● Data supplied:
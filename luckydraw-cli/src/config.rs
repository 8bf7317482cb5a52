use luckydraw_core::{DrawError, SessionConfig};
use std::path::{Path, PathBuf};

const CONFIG_FILE: &str = "luckydraw.json";

#[derive(Debug, Clone)]
pub struct CliConfig {
    pub data_dir: PathBuf,
    /// Directory holding the shared document every replica watches.
    pub remote_dir: PathBuf,
    pub config_file: Option<PathBuf>,
}

impl Default for CliConfig {
    fn default() -> Self {
        let data_dir = dirs::data_dir()
            .unwrap_or_else(|| PathBuf::from("."))
            .join("luckydraw");
        Self {
            remote_dir: data_dir.join("shared"),
            data_dir,
            config_file: None,
        }
    }
}

impl CliConfig {
    pub fn new(
        data_dir: Option<PathBuf>,
        remote_dir: Option<PathBuf>,
        config_file: Option<PathBuf>,
    ) -> Self {
        let defaults = Self::default();
        let data_dir = data_dir.unwrap_or(defaults.data_dir);
        let remote_dir = remote_dir.unwrap_or_else(|| data_dir.join("shared"));
        Self {
            data_dir,
            remote_dir,
            config_file,
        }
    }

    /// Session settings from `--config`, else `<data_dir>/luckydraw.json`
    /// when present, else built-in defaults.
    pub fn session_config(&self) -> Result<SessionConfig, DrawError> {
        if let Some(path) = &self.config_file {
            return SessionConfig::from_file(path);
        }

        let implicit = self.data_dir.join(CONFIG_FILE);
        if implicit.exists() {
            return SessionConfig::from_file(&implicit);
        }

        Ok(SessionConfig::default())
    }

    pub fn data_dir(&self) -> &Path {
        &self.data_dir
    }

    pub fn remote_dir(&self) -> &Path {
        &self.remote_dir
    }
}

● Exercise aim: Lines of the data above that include the string "json" must each be copied.

● Answer to the problem:
const CONFIG_FILE: &str = "luckydraw.json";
    /// Session settings from `--config`, else `<data_dir>/luckydraw.json`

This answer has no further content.